MBA Internships are a great opportunity to explore a potential career path, and often lead to a permanent job. At Emory University’s Goizueta Business School, for instance, 45% of job offers made to Two-Year MBA program graduates come directly from their internship employers.
This was true for Sophie Reiser, who joined the Goizueta MBA in 2018. Completing a summer internship with Big Four consultancy, EY, confirmed her career plans and landed her a permanent job offer.
We caught up with Sophie to learn how other MBA students can get the most out of their own summer internships. Below are her top three tips.
1. Know the company inside out
Being familiar with the company you’re working with is vital if you’re to make the most of an internship—and land one in the first place, Sophie says.
“Do whatever you can to truly understand the work you’re applying for in advance,” she recommends. “Unless you know what that work really is, it’s hard to ask genuine questions and be engaged.”
Because knowing where to start can be challenging, Sophie recommends asking second year MBA students for their insights—chances are one of your peers has completed an internship in the same function, industry, and perhaps even organization.
Doing this research will also ensure that the company you work with aligns with your career goals. For Sophie, this meant an internship in consulting.
“I got really into the idea of starting a consultancy that helps businesses be strategic about how they’re investing in social impact,” she explains.

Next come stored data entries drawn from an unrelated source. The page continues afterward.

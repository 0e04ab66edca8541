//! Arithmetic operators
//!
//! Integer operands stay integral except under `/`, which is true division
//! and always produces a float. `%` keeps the sign of the divisor.

use crate::error::{Error, Result};
use crate::ops::{numeric_pair, NumPair, Operator, OperatorRegistry};
use crate::runtime::Value;

/// Register arithmetic operators
pub fn register(registry: &mut OperatorRegistry) {
    registry.register_group(
        "Arithmetic",
        vec![
            Operator::pure("+", 2, add, "Addition"),
            Operator::pure("-", 2, sub, "Subtraction"),
            Operator::pure("*", 2, mul, "Multiplication"),
            Operator::pure("/", 2, div, "Division"),
            Operator::pure("%", 2, rem, "Modulo"),
            Operator::pure("++", 1, inc, "Increment"),
            Operator::pure("--", 1, dec, "Decrement"),
        ],
    );
}

fn add(args: &[Value]) -> Result<Option<Value>> {
    let value = match numeric_pair(&args[0], &args[1])? {
        NumPair::Ints(a, b) => Value::Int(checked(a.checked_add(b), "+")?),
        NumPair::Floats(a, b) => Value::Float(a + b),
    };
    Ok(Some(value))
}

fn sub(args: &[Value]) -> Result<Option<Value>> {
    let value = match numeric_pair(&args[0], &args[1])? {
        NumPair::Ints(a, b) => Value::Int(checked(a.checked_sub(b), "-")?),
        NumPair::Floats(a, b) => Value::Float(a - b),
    };
    Ok(Some(value))
}

fn mul(args: &[Value]) -> Result<Option<Value>> {
    let value = match numeric_pair(&args[0], &args[1])? {
        NumPair::Ints(a, b) => Value::Int(checked(a.checked_mul(b), "*")?),
        NumPair::Floats(a, b) => Value::Float(a * b),
    };
    Ok(Some(value))
}

/// True division: the result is a float even when both operands are
/// integers that divide evenly
fn div(args: &[Value]) -> Result<Option<Value>> {
    let a = args[0].as_float()?;
    let b = args[1].as_float()?;
    if b == 0.0 {
        return Err(Error::DivisionByZero);
    }
    Ok(Some(Value::Float(a / b)))
}

fn rem(args: &[Value]) -> Result<Option<Value>> {
    let value = match numeric_pair(&args[0], &args[1])? {
        NumPair::Ints(a, b) => {
            if b == 0 {
                return Err(Error::DivisionByZero);
            }
            let mut r = a % b;
            if r != 0 && (r < 0) != (b < 0) {
                r += b;
            }
            Value::Int(r)
        }
        NumPair::Floats(a, b) => {
            if b == 0.0 {
                return Err(Error::DivisionByZero);
            }
            Value::Float(a - b * (a / b).floor())
        }
    };
    Ok(Some(value))
}

fn inc(args: &[Value]) -> Result<Option<Value>> {
    let value = if args[0].is_integral() {
        Value::Int(checked(args[0].as_int()?.checked_add(1), "++")?)
    } else {
        Value::Float(args[0].as_float()? + 1.0)
    };
    Ok(Some(value))
}

fn dec(args: &[Value]) -> Result<Option<Value>> {
    let value = if args[0].is_integral() {
        Value::Int(checked(args[0].as_int()?.checked_sub(1), "--")?)
    } else {
        Value::Float(args[0].as_float()? - 1.0)
    };
    Ok(Some(value))
}

fn checked(result: Option<i64>, op: &str) -> Result<i64> {
    result.ok_or_else(|| Error::ValueError(format!("Integer overflow in '{}'", op)))
}

#[cfg(test)]
mod tests {
    use super::*;

    #[test]
    fn test_int_arithmetic_stays_integral() {
        assert_eq!(
            add(&[Value::Int(1), Value::Int(2)]).unwrap(),
            Some(Value::Int(3))
        );
        assert_eq!(
            rem(&[Value::Int(-7), Value::Int(3)]).unwrap(),
            Some(Value::Int(2))
        );
    }

    #[test]
    fn test_division_always_floats() {
        assert_eq!(
            div(&[Value::Int(8), Value::Int(2)]).unwrap(),
            Some(Value::Float(4.0))
        );
    }

    #[test]
    fn test_division_by_zero() {
        assert_eq!(
            div(&[Value::Int(1), Value::Int(0)]),
            Err(Error::DivisionByZero)
        );
        assert_eq!(
            rem(&[Value::Float(1.0), Value::Float(0.0)]),
            Err(Error::DivisionByZero)
        );
    }

    #[test]
    fn test_modulo_sign_follows_divisor() {
        assert_eq!(
            rem(&[Value::Int(7), Value::Int(-3)]).unwrap(),
            Some(Value::Int(-2))
        );
        assert_eq!(
            rem(&[Value::Float(-7.0), Value::Float(3.0)]).unwrap(),
            Some(Value::Float(2.0))
        );
    }

    #[test]
    fn test_overflow_is_an_error() {
        assert!(add(&[Value::Int(i64::MAX), Value::Int(1)]).is_err());
    }
}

Sophie began her career in a very different space— as a professional soccer player. After a season of injuries, however, she retired to join a sports marketing agency.
A few years later, ready for a new challenge, she was drawn to the idea of work that would make a social impact. This led to a year volunteering with the Dandora Transformation League in Nairobi.
There, she helped to expand a project improving public spaces. “I started to see the disconnect between social impact goals and business strategy,” she recalls. The experience sparked the idea for her consultancy.
This goal is what led Sophie to business school. Goizueta stood out for its entrepreneurial bent, as well as a focus on social enterprise and a small, tight-knit cohort.
Undertaking an MBA would lend her the technical skills she needed to thrive in consulting, and give her the chance to get some hands-on experience in the sector.
“My internship with EY was an extension of my MBA, where I could not only learn quickly, but also apply what I’d already learned on the program,” she reflects.
2. Invest in relationships
At EY, Sophie quickly realized that making personal connections would help her get the most out of her internship. “So much of consulting is about building relationships and building trust—I can’t emphasize that enough,” she says.
This isn’t unique to consulting, either. According to research by the Graduate Management Admissions Council (GMAC), 81% of employers rate ‘working with others’ as one of the most important skills an MBA hire can have.
When it comes to establishing these relationships, small steps add up. “Just saying ‘hi’ and properly introducing yourself to colleagues and clients really makes a difference,” Sophie advises.
Practicing these social skills helped her communicate more effectively throughout the internship, which made the transformation project she worked on run smoothly. This project helped US insurance and annuity provider, Brighthouse, separate from its parent company.
Throughout the internship, Sophie needed to take on information and think fast. Building relationships with her colleagues helped.
“Having a level of familiarity can really build your confidence in terms of contributing in meetings,” she reflects.
3. Think long term
Although most MBA internships last for just a few months, they can result in a permanent job offer. For this reason, thinking long term is crucial if you’re to get the most out of your experience.
Sophie found the brevity of her own internship to be one of its main challenges. “But you’ll be more engaged if you dive in, and imagine you’re there for the long haul,” she advises.
As well investing in relationship building, long-term thinking means asking questions and considering how you could progress in the company. Taking this approach allowed Sophie to give the internship her all, and it wasn’t long before she was managing her own work stream.
Sophie’s successful internship with EY has solidified her career plans, she says. Building her knowledge and experience will create a foundation for when the time comes to establish her social impact consultancy.
“If I want to help businesses position themselves on the social impact side, it’s important to have a baseline understanding across every aspect that makes up a company,” she concludes.